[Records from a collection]
▼
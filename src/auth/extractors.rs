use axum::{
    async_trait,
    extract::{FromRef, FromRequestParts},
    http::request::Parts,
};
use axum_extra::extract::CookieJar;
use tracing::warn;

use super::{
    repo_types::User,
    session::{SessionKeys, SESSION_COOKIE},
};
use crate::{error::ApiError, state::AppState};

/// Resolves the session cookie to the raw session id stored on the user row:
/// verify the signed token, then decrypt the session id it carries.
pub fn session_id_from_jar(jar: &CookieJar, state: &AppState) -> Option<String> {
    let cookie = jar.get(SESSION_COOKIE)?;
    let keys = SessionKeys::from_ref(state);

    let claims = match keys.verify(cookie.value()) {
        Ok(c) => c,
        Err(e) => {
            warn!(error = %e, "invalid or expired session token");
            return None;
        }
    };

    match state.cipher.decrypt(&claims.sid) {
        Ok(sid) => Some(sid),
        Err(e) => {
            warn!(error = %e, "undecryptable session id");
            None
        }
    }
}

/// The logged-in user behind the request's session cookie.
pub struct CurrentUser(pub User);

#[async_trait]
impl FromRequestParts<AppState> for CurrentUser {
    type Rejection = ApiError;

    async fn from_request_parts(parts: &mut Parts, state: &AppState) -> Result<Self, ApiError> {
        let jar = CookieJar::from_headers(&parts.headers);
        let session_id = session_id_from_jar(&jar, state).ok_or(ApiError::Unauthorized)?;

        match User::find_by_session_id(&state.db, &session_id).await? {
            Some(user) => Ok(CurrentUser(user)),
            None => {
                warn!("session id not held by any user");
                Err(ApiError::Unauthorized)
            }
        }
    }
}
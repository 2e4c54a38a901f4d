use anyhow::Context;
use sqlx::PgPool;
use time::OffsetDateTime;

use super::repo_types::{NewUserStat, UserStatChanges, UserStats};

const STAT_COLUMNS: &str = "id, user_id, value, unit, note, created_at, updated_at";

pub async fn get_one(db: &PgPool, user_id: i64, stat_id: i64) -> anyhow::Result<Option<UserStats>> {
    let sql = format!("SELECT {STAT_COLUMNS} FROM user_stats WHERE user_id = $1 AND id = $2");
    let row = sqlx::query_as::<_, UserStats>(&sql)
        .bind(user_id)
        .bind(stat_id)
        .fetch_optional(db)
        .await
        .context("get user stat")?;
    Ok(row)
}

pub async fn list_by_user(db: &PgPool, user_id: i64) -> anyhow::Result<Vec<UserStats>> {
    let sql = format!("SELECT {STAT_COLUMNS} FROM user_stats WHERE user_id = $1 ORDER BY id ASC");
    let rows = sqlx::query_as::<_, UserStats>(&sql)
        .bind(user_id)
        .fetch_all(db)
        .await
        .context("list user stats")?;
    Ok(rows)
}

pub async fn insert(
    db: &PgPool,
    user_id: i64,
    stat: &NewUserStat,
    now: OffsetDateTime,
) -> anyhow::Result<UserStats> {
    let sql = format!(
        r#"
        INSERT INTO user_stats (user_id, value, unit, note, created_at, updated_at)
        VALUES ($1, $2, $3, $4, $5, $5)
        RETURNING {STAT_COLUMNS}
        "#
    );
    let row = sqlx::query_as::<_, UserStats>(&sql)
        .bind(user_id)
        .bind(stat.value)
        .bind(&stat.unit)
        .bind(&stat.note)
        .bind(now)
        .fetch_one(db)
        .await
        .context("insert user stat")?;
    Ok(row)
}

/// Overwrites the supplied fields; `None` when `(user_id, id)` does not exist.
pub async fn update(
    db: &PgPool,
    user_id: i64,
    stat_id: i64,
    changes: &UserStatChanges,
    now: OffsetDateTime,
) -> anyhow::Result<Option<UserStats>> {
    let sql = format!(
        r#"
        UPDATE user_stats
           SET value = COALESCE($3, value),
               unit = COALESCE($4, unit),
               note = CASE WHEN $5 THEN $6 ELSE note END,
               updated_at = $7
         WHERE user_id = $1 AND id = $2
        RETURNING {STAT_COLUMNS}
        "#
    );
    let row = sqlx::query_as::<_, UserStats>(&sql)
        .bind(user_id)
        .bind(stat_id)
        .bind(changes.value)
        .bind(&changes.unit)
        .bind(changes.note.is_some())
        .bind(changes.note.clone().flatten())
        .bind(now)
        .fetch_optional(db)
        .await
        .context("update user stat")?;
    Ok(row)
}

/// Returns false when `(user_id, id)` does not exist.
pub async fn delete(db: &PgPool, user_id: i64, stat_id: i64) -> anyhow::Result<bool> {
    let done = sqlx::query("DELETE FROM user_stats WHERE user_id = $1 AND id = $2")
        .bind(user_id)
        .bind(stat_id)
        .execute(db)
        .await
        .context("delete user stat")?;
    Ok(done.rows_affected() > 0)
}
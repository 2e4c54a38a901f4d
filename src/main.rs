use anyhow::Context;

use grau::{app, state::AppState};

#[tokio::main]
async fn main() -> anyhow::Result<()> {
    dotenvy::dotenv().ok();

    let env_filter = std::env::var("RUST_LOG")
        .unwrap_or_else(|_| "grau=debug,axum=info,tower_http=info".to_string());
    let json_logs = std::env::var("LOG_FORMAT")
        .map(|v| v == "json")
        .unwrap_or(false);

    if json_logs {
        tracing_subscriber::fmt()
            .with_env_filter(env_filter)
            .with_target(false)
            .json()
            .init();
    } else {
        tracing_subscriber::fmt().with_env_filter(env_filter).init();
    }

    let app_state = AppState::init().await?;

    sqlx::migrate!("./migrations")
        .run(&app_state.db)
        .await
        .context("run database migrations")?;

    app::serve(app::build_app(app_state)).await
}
▲
When you reach the end of the records, set them all down again exactly.

filename src/auth/extractors.rs
use axum::{
    async_trait,
    extract::{FromRef, FromRequestParts},
    http::request::Parts,
};
use axum_extra::extract::CookieJar;
use tracing::warn;

use super::{
    repo_types::User,
    session::{SessionKeys, SESSION_COOKIE},
};
use crate::{error::ApiError, state::AppState};

/// Resolves the session cookie to the raw session id stored on the user row:
/// verify the signed token, then decrypt the session id it carries.
pub fn session_id_from_jar(jar: &CookieJar, state: &AppState) -> Option<String> {
    let cookie = jar.get(SESSION_COOKIE)?;
    let keys = SessionKeys::from_ref(state);

    let claims = match keys.verify(cookie.value()) {
        Ok(c) => c,
        Err(e) => {
            warn!(error = %e, "invalid or expired session token");
            return None;
        }
    };

    match state.cipher.decrypt(&claims.sid) {
        Ok(sid) => Some(sid),
        Err(e) => {
            warn!(error = %e, "undecryptable session id");
            None
        }
    }
}

/// The logged-in user behind the request's session cookie.
pub struct CurrentUser(pub User);

#[async_trait]
impl FromRequestParts<AppState> for CurrentUser {
    type Rejection = ApiError;

    async fn from_request_parts(parts: &mut Parts, state: &AppState) -> Result<Self, ApiError> {
        let jar = CookieJar::from_headers(&parts.headers);
        let session_id = session_id_from_jar(&jar, state).ok_or(ApiError::Unauthorized)?;

        match User::find_by_session_id(&state.db, &session_id).await? {
            Some(user) => Ok(CurrentUser(user)),
            None => {
                warn!("session id not held by any user");
                Err(ApiError::Unauthorized)
            }
        }
    }
}
repository 2e4c54a38a901f4d
use anyhow::Context;
use sqlx::PgPool;
use time::OffsetDateTime;

use super::repo_types::{NewUserStat, UserStatChanges, UserStats};

const STAT_COLUMNS: &str = "id, user_id, value, unit, note, created_at, updated_at";

pub async fn get_one(db: &PgPool, user_id: i64, stat_id: i64) -> anyhow::Result<Option<UserStats>> {
    let sql = format!("SELECT {STAT_COLUMNS} FROM user_stats WHERE user_id = $1 AND id = $2");
    let row = sqlx::query_as::<_, UserStats>(&sql)
        .bind(user_id)
        .bind(stat_id)
        .fetch_optional(db)
        .await
        .context("get user stat")?;
    Ok(row)
}

pub async fn list_by_user(db: &PgPool, user_id: i64) -> anyhow::Result<Vec<UserStats>> {
    let sql = format!("SELECT {STAT_COLUMNS} FROM user_stats WHERE user_id = $1 ORDER BY id ASC");
    let rows = sqlx::query_as::<_, UserStats>(&sql)
        .bind(user_id)
        .fetch_all(db)
        .await
        .context("list user stats")?;
    Ok(rows)
}

pub async fn insert(
    db: &PgPool,
    user_id: i64,
    stat: &NewUserStat,
    now: OffsetDateTime,
) -> anyhow::Result<UserStats> {
    let sql = format!(
        r#"
        INSERT INTO user_stats (user_id, value, unit, note, created_at, updated_at)
        VALUES ($1, $2, $3, $4, $5, $5)
        RETURNING {STAT_COLUMNS}
        "#
    );
    let row = sqlx::query_as::<_, UserStats>(&sql)
        .bind(user_id)
        .bind(stat.value)
        .bind(&stat.unit)
        .bind(&stat.note)
        .bind(now)
        .fetch_one(db)
        .await
        .context("insert user stat")?;
    Ok(row)
}

/// Overwrites the supplied fields; `None` when `(user_id, id)` does not exist.
pub async fn update(
    db: &PgPool,
    user_id: i64,
    stat_id: i64,
    changes: &UserStatChanges,
    now: OffsetDateTime,
) -> anyhow::Result<Option<UserStats>> {
    let sql = format!(
        r#"
        UPDATE user_stats
           SET value = COALESCE($3, value),
               unit = COALESCE($4, unit),
               note = CASE WHEN $5 THEN $6 ELSE note END,
               updated_at = $7
         WHERE user_id = $1 AND id = $2
        RETURNING {STAT_COLUMNS}
        "#
    );
    let row = sqlx::query_as::<_, UserStats>(&sql)
        .bind(user_id)
        .bind(stat_id)
        .bind(changes.value)
        .bind(&changes.unit)
        .bind(changes.note.is_some())
        .bind(changes.note.clone().flatten())
        .bind(now)
        .fetch_optional(db)
        .await
        .context("update user stat")?;
    Ok(row)
}

/// Returns false when `(user_id, id)` does not exist.
pub async fn delete(db: &PgPool, user_id: i64, stat_id: i64) -> anyhow::Result<bool> {
    let done = sqlx::query("DELETE FROM user_stats WHERE user_id = $1 AND id = $2")
        .bind(user_id)
        .bind(stat_id)
        .execute(db)
        .await
        .context("delete user stat")?;
    Ok(done.rows_affected() > 0)
}
repository 2e4c54a38a901f4d
filename src/main.rs
use anyhow::Context;

use grau::{app, state::AppState};

#[tokio::main]
async fn main() -> anyhow::Result<()> {
    dotenvy::dotenv().ok();

    let env_filter = std::env::var("RUST_LOG")
        .unwrap_or_else(|_| "grau=debug,axum=info,tower_http=info".to_string());
    let json_logs = std::env::var("LOG_FORMAT")
        .map(|v| v == "json")
        .unwrap_or(false);

    if json_logs {
        tracing_subscriber::fmt()
            .with_env_filter(env_filter)
            .with_target(false)
            .json()
            .init();
    } else {
        tracing_subscriber::fmt().with_env_filter(env_filter).init();
    }

    let app_state = AppState::init().await?;

    sqlx::migrate!("./migrations")
        .run(&app_state.db)
        .await
        .context("run database migrations")?;

    app::serve(app::build_app(app_state)).await
}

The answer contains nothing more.